Reid Shoots Down Plan to Stop Student Loan Rates Doubling

By    |   Thursday, 27 June 2013 11:42 AM EDT

A last-minute, bipartisan proposal to keep student-loan interest rates from doubling next week was shot down Wednesday by Senate Majority Leader Harry Reid and other Democrats, a decision blasted by moderate Democrat Sen. Joe Manchin as "unfathomable."

Manchin, along with three GOP senators and one independent, had unveiled what they called a breakthrough compromise bill to solve an impasse that would see rates shoot up as from Monday, reports The New York Times.

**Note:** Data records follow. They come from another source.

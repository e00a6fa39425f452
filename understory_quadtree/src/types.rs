// Copyright 2025 the Understory Authors
// SPDX-License-Identifier: Apache-2.0 OR MIT

//! Handles and quadrant directions.
//!
//! Only object handles leave the tree; node handles stay internal:
//!
//! ```compile_fail
//! use understory_quadtree::types::NodeId;
//! ```

use kurbo::{Point, Rect};

/// Handle of an object stored in a [`QuadTree`](crate::QuadTree).
///
/// This is a small, copyable handle that stays stable while the object moves
/// between nodes, and becomes invalid once the object is removed.
/// It consists of a slot index and a generation counter.
///
/// ## Semantics
///
/// - On insert, a fresh slot is allocated with generation `1`.
/// - On remove, the slot is freed; any existing `ObjectId` that pointed to that slot is now stale.
/// - On reuse of a freed slot, its generation is incremented, producing a new, distinct `ObjectId`.
///
/// Stale handles never alias a different live object because the generation must match.
/// Use [`QuadTree::contains`](crate::QuadTree::contains) to check liveness.
#[derive(Copy, Clone, Debug, Eq, PartialEq, Hash)]
pub struct ObjectId(pub(crate) u32, pub(crate) u32);

/// Handle of a node in the tree's node arena.
///
/// Nodes are created by splits and root expansion and destroyed by merge-back
/// and root shrink; a `NodeId` goes stale at the next structural change that frees it.
#[derive(Copy, Clone, Debug, Eq, PartialEq, Hash)]
pub(crate) struct NodeId(pub(crate) u32, pub(crate) u32);

/// One of the four fixed child positions of a node.
///
/// The y axis grows downward, as in Kurbo: north is the smaller y, west the smaller x.
#[derive(Copy, Clone, Debug, Eq, PartialEq, Hash)]
pub enum Quadrant {
    /// Top-left quarter.
    NorthWest,
    /// Top-right quarter.
    NorthEast,
    /// Bottom-left quarter.
    SouthWest,
    /// Bottom-right quarter.
    SouthEast,
}

impl Quadrant {
    /// All quadrants in child-slot order.
    pub const ALL: [Self; 4] = [
        Self::NorthWest,
        Self::NorthEast,
        Self::SouthWest,
        Self::SouthEast,
    ];

    /// Child-slot index of this quadrant.
    pub const fn index(self) -> usize {
        match self {
            Self::NorthWest => 0,
            Self::NorthEast => 1,
            Self::SouthWest => 2,
            Self::SouthEast => 3,
        }
    }

    /// The diagonally opposite quadrant.
    pub const fn opposite(self) -> Self {
        match self {
            Self::NorthWest => Self::SouthEast,
            Self::NorthEast => Self::SouthWest,
            Self::SouthWest => Self::NorthEast,
            Self::SouthEast => Self::NorthWest,
        }
    }

    /// The quadrant lying toward `north`/`west` of some reference point.
    pub const fn toward(north: bool, west: bool) -> Self {
        match (north, west) {
            (true, true) => Self::NorthWest,
            (true, false) => Self::NorthEast,
            (false, true) => Self::SouthWest,
            (false, false) => Self::SouthEast,
        }
    }

    /// The part of `rect` this quadrant covers when `rect` is divided at `split`.
    ///
    /// `split` must lie inside `rect`. Dividing at the center yields four equal quarters.
    pub fn sub_rect(self, rect: Rect, split: Point) -> Rect {
        match self {
            Self::NorthWest => Rect::new(rect.x0, rect.y0, split.x, split.y),
            Self::NorthEast => Rect::new(split.x, rect.y0, rect.x1, split.y),
            Self::SouthWest => Rect::new(rect.x0, split.y, split.x, rect.y1),
            Self::SouthEast => Rect::new(split.x, split.y, rect.x1, rect.y1),
        }
    }
}

bitflags::bitflags! {
    /// A set of quadrants.
    #[derive(Clone, Copy, Debug, PartialEq, Eq, Hash)]
    pub(crate) struct QuadrantMask: u8 {
        /// [`Quadrant::NorthWest`].
        const NORTH_WEST = 0b0000_0001;
        /// [`Quadrant::NorthEast`].
        const NORTH_EAST = 0b0000_0010;
        /// [`Quadrant::SouthWest`].
        const SOUTH_WEST = 0b0000_0100;
        /// [`Quadrant::SouthEast`].
        const SOUTH_EAST = 0b0000_1000;
    }
}

impl From<Quadrant> for QuadrantMask {
    fn from(q: Quadrant) -> Self {
        match q {
            Quadrant::NorthWest => Self::NORTH_WEST,
            Quadrant::NorthEast => Self::NORTH_EAST,
            Quadrant::SouthWest => Self::SOUTH_WEST,
            Quadrant::SouthEast => Self::SOUTH_EAST,
        }
    }
}

impl QuadrantMask {
    /// The only quadrant in the set, or `None` if the set is empty or has several.
    pub(crate) fn single(self) -> Option<Quadrant> {
        if self.bits().count_ones() != 1 {
            return None;
        }
        Quadrant::ALL.into_iter().find(|&q| self.contains(q.into()))
    }
}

Their plan called for tying interest rates for federal Stafford loans to the 10-year U.S. Treasury bond rate, plus an additional 1.85 percentage points.

Manchin was joined in the proposal by independent Maine Sen. Angus King, who caucuses with the Democrats, and Republicans Tom Coburn of Oklahoma, Richard Burr of North Carolina, and Lamar Alexander of Tennessee.

Most Democrats protested that the plan had no hard cap on interest rates, which would protect against market fluctuations. They also objected to interest rates earning the government $1 billion over the next decade.

Reid spokesman Adam Jentleson told ABC News, "There is no deal on student loans that can pass the Senate because Republicans continue to insist that we reduce the deficit on the backs of students and middle-class families instead of closing tax loopholes for the wealthiest Americans and big corporations.

"Democrats continue to work in good faith to reach a compromise, but Republicans refuse to give on this critical point," Jentleson said.

Rates of federal Stafford loans currently are fixed at 3.4. percent, but the interest doubles on July 1 unless Congress acts.

"I hope that people start looking at truly compromising and working on something that fixes it," Manchin told the Times. "You’ve got rates going up to 6.8 percent. That’s unfathomable, and it doesn’t have to happen."

Meanwhile, Democratic Sens. Tom Harkin of Iowa and Jack Reed of Rhode Island were planning to rush new legislation to the Senate on Thursday to freeze the 3.4 percent rate for another year while lawmakers continue trying to reach a long-term agreement, the Times reported.

That legislation likely won't get a vote before Congress leaves for its week-long Fourth of July break. But that won't matter if Congress votes on the measure by early August, when most students begin signing new student loans, because it would make the 3.4 percent rate retroactive to July 1.

In May, the Republican-controlled House passed its own student loan bill that fixes the interest rate to the 10-year Treasury note, plus 2.5 percent.

The House plan would apply to federally subsidized and unsubsidized Stafford loans as well as to Plus loans, which are available to graduate students and to parents of undergraduates.



Sandy Fitzgerald

Sandy Fitzgerald has more than three decades in journalism and serves as a general assignment writer for Newsmax covering news, media, and politics. 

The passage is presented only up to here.